• **Exercise brief**: Beneath this instruction is a listing. Transcribe from it only the stretch from the line with "assert!(matches!(error, OrchestratorError::Workspace(_)));" through the line with "async fn runtime_failure_tears_the_workspace_down()", both end lines included, exactly as written.

BEGIN Excerpted records

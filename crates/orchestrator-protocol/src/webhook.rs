use std::collections::BTreeMap;

use serde::{Deserialize, Serialize};
use sha2::{Digest, Sha256};
use subtle::ConstantTimeEq;

use crate::error::{OrchestratorError, OrchestratorResult};

/// Raw inbound webhook with lower-cased header names.
#[derive(Debug, Clone, PartialEq, Eq, Default)]
pub struct WebhookRequest {
    pub headers: BTreeMap<String, String>,
    pub body: Vec<u8>,
}

impl WebhookRequest {
    pub fn new(headers: impl IntoIterator<Item = (String, String)>, body: Vec<u8>) -> Self {
        Self {
            headers: headers
                .into_iter()
                .map(|(name, value)| (name.to_ascii_lowercase(), value))
                .collect(),
            body,
        }
    }

    pub fn header(&self, name: &str) -> Option<&str> {
        self.headers
            .get(&name.to_ascii_lowercase())
            .map(String::as_str)
    }
}

#[derive(Debug, Clone, PartialEq, Eq, Serialize, Deserialize)]
#[serde(tag = "kind", rename_all = "snake_case")]
pub enum WebhookEvent {
    Issue {
        issue_id: String,
        action: String,
    },
    MergeRequest {
        number: u64,
        branch: Option<String>,
        action: String,
    },
    Unknown {
        event: String,
    },
}

/// Implemented by tracker and SCM plugins that accept push notifications.
pub trait WebhookSource: Send + Sync {
    fn signature_header(&self) -> &str;

    /// Value the signature header must carry for `body`. Plain shared-token
    /// schemes return the secret itself.
    fn expected_signature(&self, secret: &str, body: &[u8]) -> String {
        let _ = body;
        secret.to_owned()
    }

    fn normalize(&self, request: &WebhookRequest) -> OrchestratorResult<WebhookEvent>;
}

/// Rejects requests whose signature header does not match.
///
/// Both sides are reduced to SHA-256 digests before a constant-time compare,
/// and a missing header is compared as an empty value, so the cost does not
/// depend on header length or presence. An empty secret rejects everything.
pub fn verify_webhook(
    source: &dyn WebhookSource,
    request: &WebhookRequest,
    secret: &str,
) -> OrchestratorResult<()> {
    let provided = request.header(source.signature_header()).unwrap_or("");
    let expected = source.expected_signature(secret, &request.body);
    if signatures_match(provided, &expected) & !secret.is_empty() {
        return Ok(());
    }
    Err(OrchestratorError::PermanentExternal(
        "webhook signature mismatch".to_owned(),
    ))
}

pub fn signatures_match(provided: &str, expected: &str) -> bool {
    let provided = Sha256::digest(provided.as_bytes());
    let expected = Sha256::digest(expected.as_bytes());
    provided.as_slice().ct_eq(expected.as_slice()).into()
}
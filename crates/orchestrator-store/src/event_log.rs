use std::fs::{self, OpenOptions};
use std::io::Write;
use std::path::Path;

use orchestrator_protocol::{LifecycleEvent, OrchestratorError, OrchestratorResult, SessionId};
use serde_json::Value;
use tracing::warn;

use crate::now_timestamp;

/// Appends one event, assigning the next per-session sequence number.
///
/// A torn trailing line left by a crash mid-write is dropped before the new
/// line is written so the log stays line-delimited.
pub(crate) fn append_event(
    path: &Path,
    session_id: &SessionId,
    event_type: &str,
    payload: Value,
) -> OrchestratorResult<LifecycleEvent> {
    let existing = read_raw(path)?;
    let complete_len = match existing.rfind('\n') {
        Some(index) => index + 1,
        None => 0,
    };
    if complete_len != existing.len() {
        warn!(path = %path.display(), "dropping torn trailing event log line");
        let file = OpenOptions::new()
            .write(true)
            .open(path)
            .map_err(|err| persistence(path, "open", err))?;
        file.set_len(complete_len as u64)
            .map_err(|err| persistence(path, "truncate", err))?;
    }

    let last_sequence = parse_events(&existing[..complete_len], path)
        .last()
        .map(|event| event.sequence)
        .unwrap_or(0);
    let event = LifecycleEvent {
        session_id: session_id.clone(),
        sequence: last_sequence + 1,
        event_type: event_type.to_owned(),
        payload,
        appended_at: now_timestamp(),
    };

    let mut line = serde_json::to_string(&event)
        .map_err(|err| OrchestratorError::Persistence(err.to_string()))?;
    line.push('\n');
    let mut file = OpenOptions::new()
        .create(true)
        .append(true)
        .open(path)
        .map_err(|err| persistence(path, "open", err))?;
    file.write_all(line.as_bytes())
        .map_err(|err| persistence(path, "append to", err))?;
    file.sync_data()
        .map_err(|err| persistence(path, "sync", err))?;
    Ok(event)
}

pub(crate) fn read_events(path: &Path) -> OrchestratorResult<Vec<LifecycleEvent>> {
    let raw = read_raw(path)?;
    let complete_len = raw.rfind('\n').map(|index| index + 1).unwrap_or(0);
    Ok(parse_events(&raw[..complete_len], path))
}

fn read_raw(path: &Path) -> OrchestratorResult<String> {
    match fs::read_to_string(path) {
        Ok(raw) => Ok(raw),
        Err(err) if err.kind() == std::io::ErrorKind::NotFound => Ok(String::new()),
        Err(err) => Err(persistence(path, "read", err)),
    }
}

fn parse_events(raw: &str, path: &Path) -> Vec<LifecycleEvent> {
    raw.lines()
        .filter(|line| !line.trim().is_empty())
        .filter_map(|line| match serde_json::from_str::<LifecycleEvent>(line) {
            Ok(event) => Some(event),
            Err(error) => {
                warn!(path = %path.display(), error = %error, "skipping unparseable event log line");
                None
            }
        })
        .collect()
}

pub(crate) fn persistence(path: &Path, action: &str, err: std::io::Error) -> OrchestratorError {
    OrchestratorError::Persistence(format!("failed to {action} {}: {err}", path.display()))
}
use orchestrator_protocol::{Agent, AgentLaunchRequest, LaunchSpec, OrchestratorResult};

use crate::interface::{require_prompt, session_env, AgentSettings};

/// Interactive `claude` that may edit files in its worktree without asking.
#[derive(Debug, Clone, PartialEq, Eq)]
pub struct ClaudeCodeAgent {
    settings: AgentSettings,
}

impl ClaudeCodeAgent {
    pub fn new(settings: AgentSettings) -> Self {
        Self { settings }
    }
}

impl Agent for ClaudeCodeAgent {
    fn launch(&self, request: &AgentLaunchRequest) -> OrchestratorResult<LaunchSpec> {
        let prompt = require_prompt(request)?;
        let mut args = vec!["--permission-mode".to_owned(), "acceptEdits".to_owned()];
        if let Some(model) = self.settings.model(request) {
            args.push("--model".to_owned());
            args.push(model.to_owned());
        }
        args.push(prompt.to_owned());

        Ok(LaunchSpec {
            program: self.settings.binary.clone(),
            args,
            env: session_env(request),
        })
    }
}
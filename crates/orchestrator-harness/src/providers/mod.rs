pub mod claude_code;
pub mod codex;
pub mod opencode;
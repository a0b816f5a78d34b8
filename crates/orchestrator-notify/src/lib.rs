//! Notifier plugins: `notifier.log` writes through `tracing`,
//! `notifier.webhook` posts JSON to an operator endpoint.

mod log;
mod webhook;

pub use log::{LogNotifier, LogNotifierModule};
pub use webhook::{WebhookNotifier, WebhookNotifierModule};
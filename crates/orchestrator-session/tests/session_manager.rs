mod support;

use std::time::Duration;

use orchestrator_config::{ReactionAction, ReactionConfigToml};
use orchestrator_lifecycle::PollOutcome;
use orchestrator_protocol::event::{
    EVENT_SESSION_FAILED, EVENT_SESSION_MESSAGE_SENT, EVENT_SESSION_RESOURCE_LEAK,
    EVENT_SESSION_SPAWNED,
};
use orchestrator_protocol::{IssueId, OrchestratorError, ProjectId, SessionId, SessionState};
use orchestrator_session::SpawnOptions;
use support::Harness;

fn app() -> ProjectId {
    ProjectId::new("app")
}

#[tokio::test]
async fn spawn_creates_workspace_and_runtime_then_records_spawning() {
    let harness = Harness::new("spawn", Vec::new());

    let record = harness
        .sessions
        .spawn(&app(), &IssueId::new("42"), SpawnOptions::default())
        .await
        .expect("spawn");

    assert_eq!(record.id, SessionId::new("app-1"));
    assert_eq!(record.state, SessionState::Spawning);
    assert_eq!(record.workspace_branch.as_deref(), Some("feat/issue-42"));
    assert_eq!(record.labels, vec!["bug".to_owned()]);
    assert_eq!(record.runtime_handle.as_ref().map(|h| h.as_str()), Some("mock-app-1"));
    assert_eq!(harness.event_types(&record.id), vec![EVENT_SESSION_SPAWNED.to_owned()]);

    let created = harness.runtime.snapshot(|state| state.created.clone());
    assert_eq!(created.len(), 1);
    assert!(created[0].launch.args[0].contains("Widget crashes on save"));
    assert_eq!(
        created[0].workdir,
        std::path::PathBuf::from("/src/app/worktrees/app-1")
    );

    let stored = harness.sessions.get(&record.id).expect("get");
    assert_eq!(stored, record);
    assert_eq!(harness.sessions.list().expect("list"), vec![record]);
}

#[tokio::test]
async fn spawn_allocates_increasing_ids_and_honors_options() {
    let harness = Harness::new("spawn-ids", Vec::new());

    let first = harness
        .sessions
        .spawn(&app(), &IssueId::new("42"), SpawnOptions::default())
        .await
        .expect("first spawn");
    let second = harness
        .sessions
        .spawn(
            &app(),
            &IssueId::new("43"),
            SpawnOptions {
                branch: Some("hotfix/widget".to_owned()),
                extra_instructions: Some("Keep the diff small.".to_owned()),
                ..SpawnOptions::default()
            },
        )
        .await
        .expect("second spawn");

    assert_eq!(first.id.as_str(), "app-1");
    assert_eq!(second.id.as_str(), "app-2");
    assert_eq!(second.workspace_branch.as_deref(), Some("hotfix/widget"));
    let prompt = harness
        .runtime
        .snapshot(|state| state.created[1].launch.args[0].clone());
    assert!(prompt.ends_with("Keep the diff small."));
}

#[tokio::test]
async fn spawn_for_an_unresolved_project_fails_before_any_side_effect() {
    let harness = Harness::new("spawn-config", Vec::new());

    let error = harness
        .sessions
        .spawn(&ProjectId::new("orphan"), &IssueId::new("42"), SpawnOptions::default())
        .await
        .expect_err("unresolved project");

    assert!(matches!(error, OrchestratorError::Configuration(_)));
    assert!(harness.workspace.state.lock().expect("workspace").created.is_empty());
    assert!(harness.sessions.list().expect("list").is_empty());
}

#[tokio::test]
async fn tracker_failure_leaves_nothing_behind() {
    let harness = Harness::new("spawn-tracker", Vec::new());

    let error = harness
        .sessions
        .spawn(&app(), &IssueId::new("404"), SpawnOptions::default())
        .await
        .expect_err("missing issue");

    assert!(matches!(error, OrchestratorError::PermanentExternal(_)));
    assert!(harness.workspace.state.lock().expect("workspace").created.is_empty());
    assert!(harness.sessions.list().expect("list").is_empty());
}

#[tokio::test]
async fn workspace_failure_starts_no_runtime_and_releases_the_id() {
    let harness = Harness::new("spawn-workspace", Vec::new());
    harness.workspace.state.lock().expect("workspace").fail_create = true;

    let error = harness
        .sessions
        .spawn(&app(), &IssueId::new("42"), SpawnOptions::default())
        .await
        .expect_err("workspace failure");

    assert!(matches!(error, OrchestratorError::Workspace(_)));
    assert!(harness.runtime.snapshot(|state| state.created.is_empty()));
    assert!(harness.sessions.list().expect("list").is_empty());

    harness.workspace.state.lock().expect("workspace").fail_create = false;
    let record = harness
        .sessions
        .spawn(&app(), &IssueId::new("42"), SpawnOptions::default())
        .await
        .expect("retry spawn");
    assert_eq!(record.id.as_str(), "app-1");
}

#[tokio::test]
async fn runtime_failure_tears_the_workspace_down() {
    let harness = Harness::new("spawn-runtime", Vec::new());
    harness.runtime.state.lock().expect("runtime").fail_create = true;

    let error = harness
        .sessions
        .spawn(&app(), &IssueId::new("42"), SpawnOptions::default())
        .await
        .expect_err("runtime failure");

    assert!(matches!(error, OrchestratorError::Runtime(_)));
    let workspace = harness.workspace.state.lock().expect("workspace");
    assert_eq!(workspace.created, workspace.destroyed);
    drop(workspace);
    assert!(harness.sessions.list().expect("list").is_empty());
}

#[tokio::test]
async fn runtime_failure_with_stuck_workspace_keeps_a_failed_record() {
    let harness = Harness::new("spawn-leak", Vec::new());
    harness.runtime.state.lock().expect("runtime").fail_create = true;
    harness.workspace.state.lock().expect("workspace").fail_destroy = true;

    let error = harness
        .sessions
        .spawn(&app(), &IssueId::new("42"), SpawnOptions::default())
        .await
        .expect_err("runtime failure");
    assert!(matches!(error, OrchestratorError::Runtime(_)));

    let records = harness.sessions.list().expect("list");
    assert_eq!(records.len(), 1);
    let record = &records[0];
    assert_eq!(record.state, SessionState::Failed);
    assert_eq!(record.issue, IssueId::new("42"));
    assert_eq!(
        record.residual_workspace,
        Some(std::path::PathBuf::from("/src/app/worktrees/app-1"))
    );
    assert!(record.runtime_handle.is_none());
    assert_eq!(
        harness.event_types(&record.id),
        vec![
            EVENT_SESSION_FAILED.to_owned(),
            EVENT_SESSION_RESOURCE_LEAK.to_owned()
        ]
    );

    // The next scan retires the failed record to the archive.
    let report = harness.lifecycle.scan_once().await.expect("scan");
    assert_eq!(report.archived, 1);
    let archived = harness.sessions.get(&record.id).expect("archived get");
    assert_eq!(archived.state, SessionState::Failed);
    assert!(archived.residual_workspace.is_some());
}

#[tokio::test]
async fn spawned_session_starts_working_and_holds_without_a_pull_request() {
    let harness = Harness::new("scenario-a", Vec::new());
    let record = harness
        .sessions
        .spawn(&app(), &IssueId::new("42"), SpawnOptions::default())
        .await
        .expect("spawn");

    let first = harness.lifecycle.poll_session(&record.id).await.expect("first poll");
    let second = harness.lifecycle.poll_session(&record.id).await.expect("second poll");

    assert_eq!(first, PollOutcome::Transitioned(SessionState::Working));
    assert_eq!(second, PollOutcome::Unchanged);
    assert_eq!(
        harness.sessions.get(&record.id).expect("get").state,
        SessionState::Working
    );
}

#[tokio::test]
async fn terminate_mid_reaction_cancels_it_and_later_polls_are_no_ops() {
    let harness = Harness::new(
        "scenario-d",
        vec![ReactionConfigToml {
            base_delay_ms: 1,
            ..ReactionConfigToml::new("transition.ci_failed", ReactionAction::SendToAgent)
        }],
    );
    let record = harness
        .sessions
        .spawn(&app(), &IssueId::new("42"), SpawnOptions::default())
        .await
        .expect("spawn");
    harness.scm.open_failing_pr("feat/issue-42");
    harness.runtime.state.lock().expect("runtime").hang_on_send = true;

    let lifecycle = harness.lifecycle.clone();
    let id = record.id.clone();
    let poll = tokio::spawn(async move { lifecycle.poll_session(&id).await });
    tokio::time::sleep(Duration::from_millis(100)).await;

    let terminated = tokio::time::timeout(
        Duration::from_secs(2),
        harness.sessions.terminate(&record.id, true),
    )
    .await
    .expect("terminate finishes")
    .expect("terminate");

    let outcome = poll.await.expect("join").expect("poll");
    assert_eq!(outcome, PollOutcome::Cancelled);
    assert_eq!(terminated.state, SessionState::Terminated);
    assert!(terminated.runtime_handle.is_none());
    assert!(terminated.workspace_path.is_none());

    let again = harness.lifecycle.poll_session(&record.id).await.expect("later poll");
    assert_eq!(again, PollOutcome::Missing);
    assert_eq!(harness.runtime.snapshot(|state| state.send_attempts), 1);
    assert_eq!(harness.runtime.snapshot(|state| state.destroyed.len()), 1);
    assert!(harness.sessions.list().expect("list").is_empty());
    assert_eq!(
        harness.sessions.get(&record.id).expect("archived").state,
        SessionState::Terminated
    );
}

#[tokio::test]
async fn terminate_is_idempotent() {
    let harness = Harness::new("terminate-twice", Vec::new());
    let record = harness
        .sessions
        .spawn(&app(), &IssueId::new("42"), SpawnOptions::default())
        .await
        .expect("spawn");

    let first = harness
        .sessions
        .terminate(&record.id, false)
        .await
        .expect("first terminate");
    let second = harness
        .sessions
        .terminate(&record.id, false)
        .await
        .expect("second terminate");

    assert_eq!(first, second);
    assert_eq!(harness.runtime.snapshot(|state| state.destroyed.len()), 1);
    assert!(harness.workspace.state.lock().expect("workspace").destroyed.is_empty());

    let missing = harness
        .sessions
        .terminate(&SessionId::new("app-99"), false)
        .await
        .expect_err("unknown session");
    assert!(matches!(missing, OrchestratorError::NotFound(_)));
}

#[tokio::test]
async fn terminate_records_teardown_leaks_but_still_finishes() {
    let harness = Harness::new("terminate-leak", Vec::new());
    let record = harness
        .sessions
        .spawn(&app(), &IssueId::new("42"), SpawnOptions::default())
        .await
        .expect("spawn");
    harness.runtime.state.lock().expect("runtime").fail_destroy = true;

    let terminated = harness
        .sessions
        .terminate(&record.id, true)
        .await
        .expect("terminate");

    assert_eq!(terminated.state, SessionState::Terminated);
    assert!(terminated
        .status_detail
        .as_deref()
        .is_some_and(|detail| detail.contains("pane stuck")));
    assert_eq!(
        harness.workspace.state.lock().expect("workspace").destroyed.len(),
        1
    );
}

#[tokio::test]
async fn send_forwards_operator_messages_and_output_reads_the_runtime() {
    let harness = Harness::new("send", Vec::new());
    let record = harness
        .sessions
        .spawn(&app(), &IssueId::new("42"), SpawnOptions::default())
        .await
        .expect("spawn");

    harness
        .sessions
        .send(&record.id, "please rebase onto main")
        .await
        .expect("send");
    let output = harness.sessions.output(&record.id, 20).await.expect("output");

    assert_eq!(
        harness.runtime.snapshot(|state| state.messages.clone()),
        vec!["please rebase onto main".to_owned()]
    );
    assert_eq!(output, "mock-app-1: last 20 lines");
    let events = harness.event_types(&record.id);
    assert_eq!(events.last().map(String::as_str), Some(EVENT_SESSION_MESSAGE_SENT));

    harness
        .sessions
        .terminate(&record.id, true)
        .await
        .expect("terminate");
    let error = harness
        .sessions
        .send(&record.id, "hello?")
        .await
        .expect_err("terminated session");
    assert!(matches!(error, OrchestratorError::NotFound(_)));
    assert!(harness.lifecycle.context().coordinator.is_empty());
}
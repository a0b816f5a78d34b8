//! Human-readable durable state for orchestrated sessions.
//!
//! ```text
//! <root>/sessions/<id>/session.kv       sorted key=value record
//! <root>/sessions/<id>/events.jsonl     append-only event log
//! <root>/sessions/<id>/reactions.jsonl  append-only reaction ledger
//! <root>/archive/<id>-<nanos>/          destroyed sessions
//! ```

mod event_log;
mod ledger;
mod record;

use std::fs::{self, File};
use std::io::Write;
use std::path::{Path, PathBuf};
use std::time::{SystemTime, UNIX_EPOCH};

use orchestrator_protocol::{LifecycleEvent, OrchestratorError, OrchestratorResult, SessionId};
use serde_json::Value;
use time::format_description::well_known::Rfc3339;
use time::OffsetDateTime;

use crate::event_log::persistence;

pub use ledger::{ReactionLedgerEntry, ReactionOutcomes, ReactionStatus};
pub use record::SessionRecord;

const SESSIONS_DIR: &str = "sessions";
const ARCHIVE_DIR: &str = "archive";
const RECORD_FILE: &str = "session.kv";
const RECORD_TMP_FILE: &str = "session.kv.tmp";
const EVENTS_FILE: &str = "events.jsonl";
const LEDGER_FILE: &str = "reactions.jsonl";

#[derive(Debug, Clone)]
pub struct MetadataStore {
    root: PathBuf,
}

impl MetadataStore {
    pub fn open(root: impl Into<PathBuf>) -> OrchestratorResult<Self> {
        let root = root.into();
        for dir in [root.join(SESSIONS_DIR), root.join(ARCHIVE_DIR)] {
            fs::create_dir_all(&dir).map_err(|err| persistence(&dir, "create", err))?;
        }
        Ok(Self { root })
    }

    pub fn root(&self) -> &Path {
        &self.root
    }

    /// Claims the next free `<prefix>-<n>` id by creating its directory.
    pub fn reserve_session_id(&self, prefix: &str) -> OrchestratorResult<SessionId> {
        if !is_safe_id(prefix) {
            return Err(OrchestratorError::Configuration(format!(
                "session prefix '{prefix}' may only contain letters, digits, `-`, `_`, or `.`"
            )));
        }

        let mut next = self.highest_session_number(prefix)? + 1;
        loop {
            let id = SessionId::new(format!("{prefix}-{next}"));
            let dir = self.sessions_dir().join(id.as_str());
            match fs::create_dir(&dir) {
                Ok(()) => return Ok(id),
                Err(err) if err.kind() == std::io::ErrorKind::AlreadyExists => next += 1,
                Err(err) => return Err(persistence(&dir, "create", err)),
            }
        }
    }

    /// Drops a reserved id that never received a record.
    pub fn release_reservation(&self, id: &SessionId) -> OrchestratorResult<()> {
        let dir = self.session_dir(id)?;
        if dir.join(RECORD_FILE).exists() {
            return Ok(());
        }
        match fs::remove_dir_all(&dir) {
            Ok(()) => Ok(()),
            Err(err) if err.kind() == std::io::ErrorKind::NotFound => Ok(()),
            Err(err) => Err(persistence(&dir, "remove", err)),
        }
    }

    /// Atomically replaces the session record (write temp file, then rename).
    pub fn write_record(&self, record: &SessionRecord) -> OrchestratorResult<()> {
        let dir = self.session_dir(&record.id)?;
        fs::create_dir_all(&dir).map_err(|err| persistence(&dir, "create", err))?;
        let tmp = dir.join(RECORD_TMP_FILE);
        let target = dir.join(RECORD_FILE);
        {
            let mut file = File::create(&tmp).map_err(|err| persistence(&tmp, "create", err))?;
            file.write_all(record.encode().as_bytes())
                .map_err(|err| persistence(&tmp, "write", err))?;
            file.sync_all()
                .map_err(|err| persistence(&tmp, "sync", err))?;
        }
        fs::rename(&tmp, &target).map_err(|err| persistence(&target, "replace", err))
    }

    pub fn read_record(&self, id: &SessionId) -> OrchestratorResult<Option<SessionRecord>> {
        let path = self.session_dir(id)?.join(RECORD_FILE);
        read_record_file(&path)
    }

    /// Active (non-archived) records ordered by creation time.
    pub fn list_records(&self) -> OrchestratorResult<Vec<SessionRecord>> {
        let dir = self.sessions_dir();
        let entries = fs::read_dir(&dir).map_err(|err| persistence(&dir, "read", err))?;
        let mut records = Vec::new();
        for entry in entries {
            let entry = entry.map_err(|err| persistence(&dir, "read", err))?;
            let path = entry.path().join(RECORD_FILE);
            match read_record_file(&path) {
                Ok(Some(record)) => records.push(record),
                Ok(None) => {}
                Err(error) => {
                    tracing::warn!(path = %path.display(), error = %error, "skipping unreadable session record");
                }
            }
        }
        records.sort_by(|a, b| {
            a.created_at
                .cmp(&b.created_at)
                .then_with(|| a.id.as_str().cmp(b.id.as_str()))
        });
        Ok(records)
    }

    pub fn append_event(
        &self,
        id: &SessionId,
        event_type: &str,
        payload: Value,
    ) -> OrchestratorResult<LifecycleEvent> {
        let path = self.session_dir(id)?.join(EVENTS_FILE);
        event_log::append_event(&path, id, event_type, payload)
    }

    pub fn read_events(&self, id: &SessionId) -> OrchestratorResult<Vec<LifecycleEvent>> {
        let path = self.session_dir(id)?.join(EVENTS_FILE);
        event_log::read_events(&path)
    }

    pub fn events_after(
        &self,
        id: &SessionId,
        sequence: u64,
    ) -> OrchestratorResult<Vec<LifecycleEvent>> {
        Ok(self
            .read_events(id)?
            .into_iter()
            .filter(|event| event.sequence > sequence)
            .collect())
    }

    pub fn append_reaction(
        &self,
        id: &SessionId,
        entry: &ReactionLedgerEntry,
    ) -> OrchestratorResult<()> {
        let path = self.session_dir(id)?.join(LEDGER_FILE);
        ledger::append_entry(&path, entry)
    }

    pub fn reaction_outcomes(&self, id: &SessionId) -> OrchestratorResult<ReactionOutcomes> {
        let path = self.session_dir(id)?.join(LEDGER_FILE);
        ledger::read_outcomes(&path)
    }

    /// Moves a session's files under `archive/`, returning the new location.
    pub fn archive_session(&self, id: &SessionId) -> OrchestratorResult<PathBuf> {
        let source = self.session_dir(id)?;
        let target = self
            .archive_dir()
            .join(format!("{}-{}", id.as_str(), now_nanos()));
        fs::rename(&source, &target).map_err(|err| persistence(&source, "archive", err))?;
        Ok(target)
    }

    /// Newest archived record for `id`, if the session was destroyed.
    pub fn read_archived_record(&self, id: &SessionId) -> OrchestratorResult<Option<SessionRecord>> {
        self.session_dir(id)?;
        let dir = self.archive_dir();
        let entries = fs::read_dir(&dir).map_err(|err| persistence(&dir, "read", err))?;
        let prefix = format!("{}-", id.as_str());
        let mut newest: Option<(u128, PathBuf)> = None;
        for entry in entries {
            let entry = entry.map_err(|err| persistence(&dir, "read", err))?;
            let name = entry.file_name().to_string_lossy().to_string();
            let Some(stamp) = name
                .strip_prefix(&prefix)
                .and_then(|rest| rest.parse::<u128>().ok())
            else {
                continue;
            };
            if newest.as_ref().map_or(true, |(current, _)| stamp > *current) {
                newest = Some((stamp, entry.path()));
            }
        }
        match newest {
            Some((_, path)) => read_record_file(&path.join(RECORD_FILE)),
            None => Ok(None),
        }
    }

    fn highest_session_number(&self, prefix: &str) -> OrchestratorResult<u64> {
        let marker = format!("{prefix}-");
        let mut highest = 0;
        for dir in [self.sessions_dir(), self.archive_dir()] {
            let entries = fs::read_dir(&dir).map_err(|err| persistence(&dir, "read", err))?;
            for entry in entries {
                let entry = entry.map_err(|err| persistence(&dir, "read", err))?;
                let name = entry.file_name().to_string_lossy().to_string();
                let Some(rest) = name.strip_prefix(&marker) else {
                    continue;
                };
                let number = rest.split('-').next().and_then(|n| n.parse::<u64>().ok());
                if let Some(number) = number {
                    highest = highest.max(number);
                }
            }
        }
        Ok(highest)
    }

    fn sessions_dir(&self) -> PathBuf {
        self.root.join(SESSIONS_DIR)
    }

    fn archive_dir(&self) -> PathBuf {
        self.root.join(ARCHIVE_DIR)
    }

    fn session_dir(&self, id: &SessionId) -> OrchestratorResult<PathBuf> {
        if !is_safe_id(id.as_str()) {
            return Err(OrchestratorError::NotFound(id.as_str().to_owned()));
        }
        Ok(self.sessions_dir().join(id.as_str()))
    }
}

fn read_record_file(path: &Path) -> OrchestratorResult<Option<SessionRecord>> {
    match fs::read_to_string(path) {
        Ok(raw) => SessionRecord::decode(&raw).map(Some),
        Err(err) if err.kind() == std::io::ErrorKind::NotFound => Ok(None),
        Err(err) => Err(persistence(path, "read", err)),
    }
}

fn is_safe_id(value: &str) -> bool {
    !value.is_empty()
        && value != "."
        && value != ".."
        && value
            .chars()
            .all(|ch| ch.is_ascii_alphanumeric() || ch == '-' || ch == '_' || ch == '.')
}

/// RFC 3339 UTC timestamp used in records, events, and ledger lines.
pub fn now_timestamp() -> String {
    OffsetDateTime::now_utc()
        .format(&Rfc3339)
        .unwrap_or_else(|_| format!("{}", now_nanos() / 1_000_000_000))
}

pub fn now_millis() -> u64 {
    SystemTime::now()
        .duration_since(UNIX_EPOCH)
        .unwrap_or_default()
        .as_millis() as u64
}

fn now_nanos() -> u128 {
    SystemTime::now()
        .duration_since(UNIX_EPOCH)
        .unwrap_or_default()
        .as_nanos()
}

END Excerpted records

• **Written solution**:
    assert!(matches!(error, OrchestratorError::Workspace(_)));
    assert!(harness.runtime.snapshot(|state| state.created.is_empty()));
    assert!(harness.sessions.list().expect("list").is_empty());

    harness.workspace.state.lock().expect("workspace").fail_create = false;
    let record = harness
        .sessions
        .spawn(&app(), &IssueId::new("42"), SpawnOptions::default())
        .await
        .expect("retry spawn");
    assert_eq!(record.id.as_str(), "app-1");
}

#[tokio::test]
async fn runtime_failure_tears_the_workspace_down() {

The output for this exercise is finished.